Maria moved to sit at his head and gently palpate his neck, holding, with a butterfly-like touch, first the sides of his neck and then the base of his cranium. “Let your head be very heavy in my hands,” she said. “Just give me the weight of your head.”
He let go, and then he sighed again. As she held the sides of his occiput, he said, “The fog is lifting.”
“You’re going to be OK,” Maria said. “This is not like the other accident. Your life is not in danger. You are going to be just fine.”
Roberto’s head got even heavier. He sighed yet again, realizing he had been worrying he would lose yet another organ or he would be disabled in some way, as he feared before when he lay in the hospital month after month. Maria moved her husband’s head gently from side to side and found no restriction. Whatever was impeded had melted.
“You should probably call your chiropractor,” Maria suggested when Roberto felt ready to stand up and experience the freedom of movement he had just reclaimed.
Roberto visited his chiropractor the next day. The doctor was amazed he didn’t find any signs of whiplash. “No one recovers this fast,” he said.
“They do when they have a wife like mine,” Roberto smiled in response.
What created the atypical recovery for Roberto? The answer rests in the following formula:
1. Immediate treatment (within hours after the accident) with subtle energy medicine;
2. Dialogue with the victims, with ample opportunity to release emotions;
3. Ongoing (weekly) bodywork, including massage for a year or longer after the accident;
4. Continued therapeutic dialogue in conjunction with bodywork and/or energy medicine.
Revolution on the Frontier
What is a revolution? It is a shift in power dynamics; it is a radical socio-political change. Why do I say we need a revolution in care for accident survivors? Quite simply, my word choice is motivated by the well-documented failure of survivors to truly recover.
This revolution is not only about who pays for the damages. It is also about our driving behavior, our personal responsibility for our actions and the impact of transportation on humanity, and, most significantly, the education available about treatment options for people who evidence the shock and trauma common to automobile accidents. It’s a here and now revolution and it involves all of us.

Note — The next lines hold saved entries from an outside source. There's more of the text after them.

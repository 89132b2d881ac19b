//! Core configuration.

use std::time::Duration;

use authsync_poll::PollConfig;
use authsync_store::StoreConfig;

use crate::AuthsyncError;

/// Everything a [`SessionCore`](crate::SessionCore) needs to know besides
/// its authority and storage.
#[derive(Debug, Clone)]
pub struct CoreConfig {
    /// A probe that hasn't answered by now counts as failed. Default: 10 s.
    pub probe_timeout: Duration,
    /// Periodic re-probe timer.
    pub poll: PollConfig,
    /// Snapshot key and staleness.
    pub store: StoreConfig,
    /// Probe right away when the instance becomes visible again.
    /// Default: `true`.
    pub probe_on_visible: bool,
}

impl Default for CoreConfig {
    fn default() -> Self {
        Self {
            probe_timeout: Duration::from_secs(10),
            poll: PollConfig::default(),
            store: StoreConfig::default(),
            probe_on_visible: true,
        }
    }
}

impl CoreConfig {
    /// Bounds for `probe_timeout`.
    pub const MIN_PROBE_TIMEOUT: Duration = Duration::from_secs(1);
    pub const MAX_PROBE_TIMEOUT: Duration = Duration::from_secs(60);

    /// Clamps out-of-range values.
    pub fn validated(mut self) -> Self {
        let clamped = self
            .probe_timeout
            .clamp(Self::MIN_PROBE_TIMEOUT, Self::MAX_PROBE_TIMEOUT);
        if clamped != self.probe_timeout {
            tracing::warn!(
                requested_ms = self.probe_timeout.as_millis() as u64,
                clamped_ms = clamped.as_millis() as u64,
                "probe timeout out of range, clamping"
            );
            self.probe_timeout = clamped;
        }
        self.poll = self.poll.validated();
        self
    }

    /// Defaults overridden by any of these variables that are set:
    ///
    /// | variable | field |
    /// |---|---|
    /// | `AUTHSYNC_PROBE_TIMEOUT_SECS` | `probe_timeout` |
    /// | `AUTHSYNC_POLL_INTERVAL_SECS` | `poll.interval` (0 disables) |
    /// | `AUTHSYNC_STORAGE_KEY` | `store.key` |
    /// | `AUTHSYNC_STALENESS_SECS` | `store.staleness` |
    ///
    /// # Errors
    /// [`AuthsyncError::Config`] if a numeric variable doesn't parse.
    pub fn from_env() -> Result<Self, AuthsyncError> {
        Self::from_lookup(|name| std::env::var(name).ok())
    }

    /// Like [`from_env`](Self::from_env) with a custom variable source.
    pub fn from_lookup(
        lookup: impl Fn(&str) -> Option<String>,
    ) -> Result<Self, AuthsyncError> {
        let mut cfg = Self::default();
        if let Some(secs) = secs_var(&lookup, "AUTHSYNC_PROBE_TIMEOUT_SECS")? {
            cfg.probe_timeout = secs;
        }
        if let Some(secs) = secs_var(&lookup, "AUTHSYNC_POLL_INTERVAL_SECS")? {
            cfg.poll.interval = secs;
        }
        if let Some(key) = lookup("AUTHSYNC_STORAGE_KEY").filter(|k| !k.is_empty()) {
            cfg.store.key = key;
        }
        if let Some(secs) = secs_var(&lookup, "AUTHSYNC_STALENESS_SECS")? {
            cfg.store.staleness = secs;
        }
        Ok(cfg)
    }
}

fn secs_var(
    lookup: &impl Fn(&str) -> Option<String>,
    name: &str,
) -> Result<Option<Duration>, AuthsyncError> {
    let Some(raw) = lookup(name) else {
        return Ok(None);
    };
    raw.trim()
        .parse::<u64>()
        .map(|secs| Some(Duration::from_secs(secs)))
        .map_err(|e| AuthsyncError::Config(format!("{name}={raw:?}: {e}")))
}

I am talking about a nonviolent revolution, as, I posit, all revolutions that protest violence must be. The consumer holds the most powerful position in this movement. It appears that insurance companies and the medical establishment have the power of authority, but in fact they have no power unless the consumer hands it to them.
This is a revolution of consciousness, originating from our need to restore to ourselves the right to live and be well. This birthright motivates me to share the magnitude of services available to prevent prolonged and chronic injury after accidents occur. But I am also motivated to encourage us to open our eyes to our own driving behavior, especially driving while intoxicated. Getting into our cars and going places has become a form of unconscious communal living.
The revolution on the frontier demands that we wake up to what we know about our behavior and our well-being. It is my hope to change this unconscious behavior that causes needless suffering for so many and great profit for so few.